ASSIGNMENT :: Find the word "based" in the data. Return every line where it appears.
═════ SUPPLIED RECORDS
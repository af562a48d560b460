use std::path::Path;

use ndarray::Array2;

use crate::error::AppError;
use crate::forest::BaggedForest;
use crate::trainer::{LabelEncoder, ENCODER_FILE, FEATURES_FILE, MODEL_FILE};

/// Outcome of a single model-assisted prediction.
///
/// `MappingFailed` is a soft sentinel: the model produced a label the
/// encoder does not know, which points at a skewed artifact bundle. It
/// never aborts the surrounding flow.
#[derive(Debug, Clone, PartialEq, Eq)]
pub enum Prediction {
    College(String),
    MappingFailed,
}

/// The three co-versioned artifacts written by the trainer, loaded
/// together or not at all.
#[derive(Debug)]
pub struct ArtifactBundle {
    forest: BaggedForest,
    encoder: LabelEncoder,
    feature_columns: Vec<String>,
}

impl ArtifactBundle {
    /// Load the bundle from `model_dir`.
    ///
    /// Any missing or undecodable artifact yields `ModelUnavailable`;
    /// callers then fall back to filter-only prediction. The feature
    /// column list must match the width the forest was fitted with,
    /// otherwise inference would silently produce nonsense.
    pub fn load(model_dir: &Path) -> Result<Self, AppError> {
        let forest: BaggedForest = read_artifact(model_dir, MODEL_FILE)?;
        let encoder: LabelEncoder = read_artifact(model_dir, ENCODER_FILE)?;
        let feature_columns: Vec<String> = read_artifact(model_dir, FEATURES_FILE)?;

        if feature_columns.is_empty() {
            return Err(AppError::ModelUnavailable(
                "feature column list is empty".to_string(),
            ));
        }
        if forest.n_features() != feature_columns.len() {
            return Err(AppError::ModelUnavailable(format!(
                "model expects {} features but the column list has {}",
                forest.n_features(),
                feature_columns.len()
            )));
        }
        if encoder.is_empty() {
            return Err(AppError::ModelUnavailable(
                "label encoder has no classes".to_string(),
            ));
        }

        Ok(Self {
            forest,
            encoder,
            feature_columns,
        })
    }

    pub fn feature_columns(&self) -> &[String] {
        &self.feature_columns
    }

    /// Predict a college for a rank.
    ///
    /// The feature vector replicates the rank across every feature
    /// column. That is a coarse proxy: training saw distinct
    /// per-category cutoffs, so the prediction is approximate by
    /// construction (interface kept from the original design).
    pub fn predict_college(&self, rank: u32) -> Prediction {
        let sample = Array2::from_elem((1, self.feature_columns.len()), f64::from(rank));
        let label = self.forest.predict(&sample)[0];
        match self.encoder.decode(label) {
            Some(name) => Prediction::College(name.to_string()),
            None => Prediction::MappingFailed,
        }
    }
}

fn read_artifact<T: serde::de::DeserializeOwned>(dir: &Path, file: &str) -> Result<T, AppError> {
    let path = dir.join(file);
    let bytes = std::fs::read(&path)
        .map_err(|e| AppError::ModelUnavailable(format!("{}: {e}", path.display())))?;
    serde_json::from_slice(&bytes)
        .map_err(|e| AppError::ModelUnavailable(format!("{}: {e}", path.display())))
}

#[cfg(test)]
mod tests {
    use super::*;
    use crate::models::{CutoffTable, Offering};
    use crate::trainer;
    use std::collections::HashMap;

    fn trained_dir() -> tempfile::TempDir {
        let mut offerings = Vec::new();
        for (college, base) in [("Alpha", 2000u32), ("Beta", 40000)] {
            for step in 0..3u32 {
                offerings.push(Offering {
                    cet_code: format!("E{college}{step}"),
                    college: college.to_string(),
                    branch: "CSE".to_string(),
                    location: "Bangalore".to_string(),
                    cutoffs: HashMap::from([
                        ("GM".to_string(), base + step * 100),
                        ("1G".to_string(), base + 500 + step * 100),
                    ]),
                });
            }
        }
        let table = CutoffTable {
            columns: vec![
                "CETCode".to_string(),
                "College".to_string(),
                "Branch".to_string(),
                "Location".to_string(),
                "GM".to_string(),
                "1G".to_string(),
            ],
            categories: vec!["GM".to_string(), "1G".to_string()],
            offerings,
        };
        let dir = tempfile::tempdir().unwrap();
        trainer::train(&table, dir.path()).unwrap();
        dir
    }

    #[test]
    fn trained_bundle_loads_and_predicts_a_known_college() {
        let dir = trained_dir();
        let bundle = ArtifactBundle::load(dir.path()).unwrap();

        assert_eq!(bundle.feature_columns(), ["GM", "1G"]);
        match bundle.predict_college(2100) {
            Prediction::College(name) => assert!(name == "Alpha" || name == "Beta"),
            Prediction::MappingFailed => panic!("decoding failed for a fresh bundle"),
        }
    }

    #[test]
    fn missing_artifact_disables_the_predictor() {
        let dir = trained_dir();
        std::fs::remove_file(dir.path().join(ENCODER_FILE)).unwrap();
        let err = ArtifactBundle::load(dir.path()).unwrap_err();
        assert!(matches!(err, AppError::ModelUnavailable(_)));
    }

    #[test]
    fn empty_directory_disables_the_predictor() {
        let dir = tempfile::tempdir().unwrap();
        let err = ArtifactBundle::load(dir.path()).unwrap_err();
        assert!(matches!(err, AppError::ModelUnavailable(_)));
    }

    #[test]
    fn skewed_feature_list_is_rejected_at_load() {
        let dir = trained_dir();
        std::fs::write(
            dir.path().join(FEATURES_FILE),
            serde_json::to_vec(&vec!["GM".to_string()]).unwrap(),
        )
        .unwrap();
        let err = ArtifactBundle::load(dir.path()).unwrap_err();
        assert!(matches!(err, AppError::ModelUnavailable(_)));
    }

    #[test]
    fn corrupt_artifact_is_reported_not_panicked() {
        let dir = trained_dir();
        std::fs::write(dir.path().join(MODEL_FILE), b"not json").unwrap();
        let err = ArtifactBundle::load(dir.path()).unwrap_err();
        assert!(matches!(err, AppError::ModelUnavailable(_)));
    }
}
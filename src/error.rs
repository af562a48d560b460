use std::path::PathBuf;

use thiserror::Error;

/// Failure taxonomy for the prediction pipeline.
///
/// Fatal kinds (`MissingDataset`, `DatasetFormat`) halt the session.
/// `InvalidCategory` is recoverable by prompting for a valid code.
/// `Schema`, `NoFeatures` and `DataQuality` abort the training step only.
/// `ModelUnavailable` disables model-assisted prediction; filter-based
/// results remain available.
#[derive(Debug, Error)]
pub enum AppError {
    #[error("dataset file missing: {0}")]
    MissingDataset(PathBuf),

    #[error("could not read dataset: {0}")]
    DatasetFormat(String),

    #[error("unknown category code '{category}', available: {}", .available.join(", "))]
    InvalidCategory {
        category: String,
        available: Vec<String>,
    },

    #[error("dataset schema error: {0}")]
    Schema(String),

    #[error("no usable feature columns found in dataset")]
    NoFeatures,

    #[error("data quality error: {0}")]
    DataQuality(String),

    #[error("model training failed: {0}")]
    Training(String),

    #[error("failed to persist model artifacts: {0}")]
    Persist(String),

    #[error("model artifacts unavailable: {0}")]
    ModelUnavailable(String),
}
//! College admission prediction over a static entrance-exam cutoff
//! table: rank/category eligibility filtering with chance scores, an
//! optional tree-ensemble assist trained offline, and interest-based
//! branch recommendation.

pub mod analyzer;
pub mod branches;
pub mod dataset;
pub mod error;
pub mod forest;
pub mod geo;
pub mod models;
pub mod predictor;
pub mod trainer;
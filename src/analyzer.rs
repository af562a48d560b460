use rand::Rng;

use crate::error::AppError;
use crate::models::{ChanceResult, CutoffTable, Offering, StudentQuery};

/// Build the admission shortlist for one query.
///
/// Keeps every offering whose cutoff rank under the query category is at
/// or above the student's rank (rank 1 is best; a cutoff is the worst
/// rank admitted, so `cutoff >= rank` means the student would plausibly
/// have been admitted). Survivors are ordered by descending
/// `chance_score = cutoff - rank`; the sort is stable so ties keep the
/// original row order. At most `limit` entries are returned; an empty
/// shortlist is a valid outcome, not an error.
///
/// The display percentage is drawn from `rng` inside a fixed bucket of
/// the score, so callers wanting reproducible output pass a seeded RNG.
pub fn shortlist(
    table: &CutoffTable,
    query: &StudentQuery,
    limit: usize,
    rng: &mut impl Rng,
) -> Result<Vec<ChanceResult>, AppError> {
    if !table.has_category(&query.category) {
        return Err(AppError::InvalidCategory {
            category: query.category.clone(),
            available: table.categories.clone(),
        });
    }

    let mut eligible: Vec<(&Offering, u32, i64)> = table
        .offerings
        .iter()
        .filter_map(|offering| {
            let cutoff = offering.cutoff(&query.category)?;
            if cutoff < query.rank {
                return None;
            }
            let chance_score = i64::from(cutoff) - i64::from(query.rank);
            Some((offering, cutoff, chance_score))
        })
        .collect();

    eligible.sort_by(|a, b| b.2.cmp(&a.2));
    eligible.truncate(limit);

    // Percentages are drawn only for the survivors, so the RNG advances
    // once per returned entry regardless of table size.
    Ok(eligible
        .into_iter()
        .map(|(offering, cutoff, chance_score)| ChanceResult {
            offering: offering.clone(),
            cutoff,
            chance_score,
            chance_percent: chance_percent(chance_score, rng),
        })
        .collect())
}

/// Display-confidence bucket for a chance score.
///
/// Returns the inclusive-exclusive percentage range the score falls in;
/// the upper bucket is closed at 95.
pub fn percent_bucket(chance_score: i64) -> (u8, u8) {
    match chance_score {
        s if s > 5000 => (85, 96),
        s if s > 2000 => (70, 85),
        s if s > 500 => (50, 70),
        s if s > 0 => (30, 50),
        _ => (10, 30),
    }
}

/// Draw a human-friendly percentage inside the score's bucket. The
/// spread is cosmetic, not a statistical estimate.
pub fn chance_percent(chance_score: i64, rng: &mut impl Rng) -> u8 {
    let (low, high) = percent_bucket(chance_score);
    rng.gen_range(low..high)
}

/// Condense a chance percentage into the "X/10" score shown in college
/// summaries. Derived from the percentage instead of an independent
/// draw, so the two numbers in a summary never contradict each other.
pub fn summary_score(chance_percent: u8) -> u8 {
    (chance_percent / 10).clamp(1, 10)
}
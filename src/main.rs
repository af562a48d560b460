use anyhow::Result;
use clap::{Arg, ArgAction, Command};
use std::path::Path;

use prep_predict::analyzer;
use prep_predict::branches::{self, BranchProfile};
use prep_predict::dataset;
use prep_predict::error::AppError;
use prep_predict::geo::Geocoder;
use prep_predict::models::{ChanceResult, Config, StudentQuery};
use prep_predict::predictor::{ArtifactBundle, Prediction};
use prep_predict::trainer;

#[tokio::main]
async fn main() -> Result<()> {
    let matches = Command::new("prep-predict")
        .version("0.1")
        .about("KCET college admission predictor and branch guide")
        .arg(
            Arg::new("config")
                .short('c')
                .long("config")
                .value_name("FILE")
                .help("Configuration file path")
                .default_value("config.toml"),
        )
        .subcommand_required(true)
        .subcommand(
            Command::new("predict")
                .about("Shortlist colleges for a rank and category")
                .arg(
                    Arg::new("rank")
                        .long("rank")
                        .required(true)
                        .value_parser(clap::value_parser!(u32).range(1..))
                        .help("KCET rank (1 is best)"),
                )
                .arg(
                    Arg::new("category")
                        .long("category")
                        .help("Category code, e.g. GM, 1G, 2AG (defaults from config)"),
                )
                .arg(
                    Arg::new("no-geocode")
                        .long("no-geocode")
                        .action(ArgAction::SetTrue)
                        .help("Skip the distance lookup in summaries"),
                ),
        )
        .subcommand(Command::new("train").about("Train the college predictor from the dataset"))
        .subcommand(
            Command::new("recommend")
                .about("Recommend branches from interest tags")
                .arg(
                    Arg::new("interests")
                        .long("interests")
                        .required(true)
                        .help("Comma-separated interest tags, e.g. coding,robotics"),
                ),
        )
        .get_matches();

    let config_file = matches.get_one::<String>("config").expect("has default");
    let config = if Path::new(config_file).exists() {
        println!("📋 Loading configuration from: {}", config_file);
        Config::load_from_file(config_file)?
    } else {
        println!("📝 Creating default configuration file: {}", config_file);
        let default_config = Config::default();
        default_config.save_to_file(config_file)?;
        default_config
    };

    match matches.subcommand() {
        Some(("predict", sub)) => {
            let rank = *sub.get_one::<u32>("rank").expect("required");
            let category = sub
                .get_one::<String>("category")
                .cloned()
                .unwrap_or_else(|| config.default_category.clone());
            let geocode = config.enable_geocode && !sub.get_flag("no-geocode");
            run_predict(&config, rank, category, geocode).await
        }
        Some(("train", _)) => run_train(&config),
        Some(("recommend", sub)) => {
            let interests = sub.get_one::<String>("interests").expect("required");
            run_recommend(interests);
            Ok(())
        }
        _ => unreachable!("subcommand is required"),
    }
}

async fn run_predict(config: &Config, rank: u32, category: String, geocode: bool) -> Result<()> {
    let table = dataset::load(Path::new(&config.dataset_file))?;
    println!(
        "📂 Loaded {} offerings, {} categories from {}",
        table.offerings.len(),
        table.categories.len(),
        config.dataset_file
    );

    // The model assist is optional: a missing or broken bundle only
    // drops this section, the filter results below stay available.
    match ArtifactBundle::load(Path::new(&config.model_directory)) {
        Ok(bundle) => {
            println!("✅ Loaded trained model from {}", config.model_directory);
            match bundle.predict_college(rank) {
                Prediction::College(name) => {
                    println!("🤖 Model predicted college (approx): {}", name);
                }
                Prediction::MappingFailed => {
                    println!("⚠️  Model prediction could not be mapped to a college name");
                }
            }
        }
        Err(e) => {
            println!("⚠️  {e}; continuing with cutoff filtering only");
        }
    }

    let query = StudentQuery { rank, category };
    let mut rng = rand::thread_rng();
    let results = match analyzer::shortlist(&table, &query, config.shortlist_size, &mut rng) {
        Ok(results) => results,
        Err(AppError::InvalidCategory {
            category,
            available,
        }) => {
            println!("❌ Unknown category code '{}'", category);
            println!("   Available categories: {}", available.join(", "));
            return Ok(());
        }
        Err(e) => return Err(e.into()),
    };

    if results.is_empty() {
        println!(
            "❌ No colleges found for rank {} under category {}",
            query.rank, query.category
        );
        return Ok(());
    }

    println!("\n🎯 Top colleges (cutoff & chance score):");
    for (i, result) in results.iter().enumerate() {
        println!(
            "   {}. {} - {} [{}] cutoff {} | chance score {} (~{}%)",
            i + 1,
            result.offering.college,
            result.offering.branch,
            result.offering.cet_code,
            result.cutoff,
            result.chance_score,
            result.chance_percent
        );
    }

    let geocoder = geocode.then(|| Geocoder::new(config.geocode_timeout_secs));
    println!("\n📖 College summaries:");
    for result in &results {
        print_summary(result, query.rank, geocoder.as_ref()).await;
    }

    Ok(())
}

async fn print_summary(result: &ChanceResult, rank: u32, geocoder: Option<&Geocoder>) {
    let offering = &result.offering;
    let distance = match geocoder {
        Some(geocoder) => geocoder
            .distance_from_bangalore_km(&offering.location)
            .await
            .map(|km| format!("{km} km"))
            .unwrap_or_else(|| "N/A".to_string()),
        None => "N/A".to_string(),
    };
    let label = branches::classify_branch(&offering.branch);

    println!("{} - {} ({})", offering.college, offering.branch, label);
    println!(
        "   Location: {} | Distance from Bangalore: {}",
        if offering.location.is_empty() {
            "Unknown"
        } else {
            offering.location.as_str()
        },
        distance
    );
    println!(
        "   Rank considered: {} | Cutoff: {} | Chance: ~{}%",
        rank, result.cutoff, result.chance_percent
    );
    if let Some(profile) = branches::profile_for(label) {
        println!(
            "   Typical careers: {} | Average package: {}",
            profile.careers.join(", "),
            profile.average_package
        );
    }
    println!("   - Placement: Moderate to Good (refer campus reports)");
    println!("   - Hostel: Usually available; fees vary");
    println!("   - Pros: Established program, active placements");
    println!("   - Cons: Competitive intake, limited seats in top branches");
    println!(
        "   Score: {}/10",
        analyzer::summary_score(result.chance_percent)
    );
    println!("   ---");
}

fn run_train(config: &Config) -> Result<()> {
    let table = dataset::load(Path::new(&config.dataset_file))?;
    println!(
        "📂 Loaded {} rows from {}",
        table.offerings.len(),
        config.dataset_file
    );

    let report = trainer::train(&table, Path::new(&config.model_directory))?;
    println!("🌲 Trained {}-class forest", report.n_classes);
    println!("   Features: {}", report.feature_columns.join(", "));
    println!(
        "   Rows: {} train / {} test | held-out accuracy: {:.3}",
        report.n_train, report.n_test, report.accuracy
    );
    println!("💾 Saved model artifacts to {}", config.model_directory);
    Ok(())
}

fn run_recommend(interests: &str) {
    let tags: Vec<String> = interests
        .split(',')
        .map(|t| t.trim().to_string())
        .filter(|t| !t.is_empty())
        .collect();

    let recommendations = branches::recommend(&tags);
    if recommendations.is_empty() {
        println!("❌ No branches matched those interests");
        return;
    }

    println!("🎓 Recommended branches:");
    for (i, (profile, score)) in recommendations.iter().enumerate() {
        print_profile(i + 1, profile, *score);
    }
}

fn print_profile(position: usize, profile: &BranchProfile, score: usize) {
    println!("\n{}. {} (match score {})", position, profile.label, score);
    println!("   {}", profile.description);
    println!("   Skills: {}", profile.skills.join(", "));
    println!("   Careers: {}", profile.careers.join(", "));
    println!("   Average package: {}", profile.average_package);
}
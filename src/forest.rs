use linfa::prelude::*;
use linfa::Dataset;
use linfa_trees::DecisionTree;
use ndarray::{Array1, Array2, Axis};
use rand::rngs::StdRng;
use rand::{Rng, SeedableRng};
use serde::{Deserialize, Serialize};
use std::collections::HashMap;

use crate::error::AppError;

/// Bagged ensemble of decision trees over encoded college labels.
///
/// Each tree is fitted on a bootstrap resample of the training rows;
/// prediction is a majority vote across trees, ties resolved toward the
/// smaller label so voting stays deterministic. The expected feature
/// width is stored alongside the trees because it is part of the
/// persisted artifact's meaning.
#[derive(Debug, Serialize, Deserialize)]
pub struct BaggedForest {
    trees: Vec<DecisionTree<f64, usize>>,
    n_features: usize,
}

impl BaggedForest {
    pub fn fit(
        records: &Array2<f64>,
        targets: &Array1<usize>,
        n_trees: usize,
        seed: u64,
    ) -> Result<Self, AppError> {
        let n_rows = records.nrows();
        if n_rows == 0 {
            return Err(AppError::Training("no training rows".to_string()));
        }

        let mut rng = StdRng::seed_from_u64(seed);
        let mut trees = Vec::with_capacity(n_trees);
        for _ in 0..n_trees {
            let indices: Vec<usize> = (0..n_rows).map(|_| rng.gen_range(0..n_rows)).collect();
            let sample = Dataset::new(
                records.select(Axis(0), &indices),
                targets.select(Axis(0), &indices),
            );
            let tree = DecisionTree::params()
                .fit(&sample)
                .map_err(|e| AppError::Training(e.to_string()))?;
            trees.push(tree);
        }

        Ok(Self {
            trees,
            n_features: records.ncols(),
        })
    }

    pub fn n_features(&self) -> usize {
        self.n_features
    }

    pub fn n_trees(&self) -> usize {
        self.trees.len()
    }

    /// Majority-vote predictions for every row.
    pub fn predict(&self, records: &Array2<f64>) -> Array1<usize> {
        let mut votes: Vec<HashMap<usize, usize>> = vec![HashMap::new(); records.nrows()];
        for tree in &self.trees {
            let predictions = tree.predict(records);
            for (row, label) in predictions.iter().enumerate() {
                *votes[row].entry(*label).or_insert(0) += 1;
            }
        }

        let winners: Vec<usize> = votes
            .into_iter()
            .map(|counts| {
                counts
                    .into_iter()
                    .max_by(|(label_a, count_a), (label_b, count_b)| {
                        count_a.cmp(count_b).then(label_b.cmp(label_a))
                    })
                    .map(|(label, _)| label)
                    .unwrap_or(0)
            })
            .collect();
        Array1::from(winners)
    }

    /// Fraction of rows where the vote matches the target.
    pub fn accuracy(&self, records: &Array2<f64>, targets: &Array1<usize>) -> f64 {
        if targets.is_empty() {
            return 0.0;
        }
        let predictions = self.predict(records);
        let correct = predictions
            .iter()
            .zip(targets.iter())
            .filter(|(p, t)| p == t)
            .count();
        correct as f64 / targets.len() as f64
    }
}

#[cfg(test)]
mod tests {
    use super::*;
    use ndarray::array;

    fn separable_data() -> (Array2<f64>, Array1<usize>) {
        let records = array![
            [1000.0, 1200.0],
            [1100.0, 1300.0],
            [9000.0, 9500.0],
            [9100.0, 9600.0],
        ];
        let targets = array![0usize, 0, 1, 1];
        (records, targets)
    }

    #[test]
    fn forest_recovers_separable_training_labels() {
        let (records, targets) = separable_data();
        let forest = BaggedForest::fit(&records, &targets, 50, 42).unwrap();

        assert_eq!(forest.n_trees(), 50);
        assert_eq!(forest.n_features(), 2);
        assert_eq!(forest.predict(&records), targets);
        assert!((forest.accuracy(&records, &targets) - 1.0).abs() < f64::EPSILON);
    }

    #[test]
    fn fit_is_reproducible_for_a_fixed_seed() {
        let (records, targets) = separable_data();
        let a = BaggedForest::fit(&records, &targets, 10, 7).unwrap();
        let b = BaggedForest::fit(&records, &targets, 10, 7).unwrap();
        let probe = array![[1050.0, 1250.0], [9050.0, 9550.0]];
        assert_eq!(a.predict(&probe), b.predict(&probe));
    }

    #[test]
    fn empty_training_set_is_rejected() {
        let records = Array2::<f64>::zeros((0, 3));
        let targets = Array1::<usize>::from(vec![]);
        let err = BaggedForest::fit(&records, &targets, 5, 1).unwrap_err();
        assert!(matches!(err, AppError::Training(_)));
    }

    #[test]
    fn forest_round_trips_through_json() {
        let (records, targets) = separable_data();
        let forest = BaggedForest::fit(&records, &targets, 5, 3).unwrap();
        let json = serde_json::to_string(&forest).unwrap();
        let back: BaggedForest = serde_json::from_str(&json).unwrap();
        assert_eq!(back.n_features(), 2);
        assert_eq!(back.predict(&records), forest.predict(&records));
    }
}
══════════
EXERCISE SOLUTION ::
/// `ModelUnavailable` disables model-assisted prediction; filter-based
//! optional tree-ensemble assist trained offline, and interest-based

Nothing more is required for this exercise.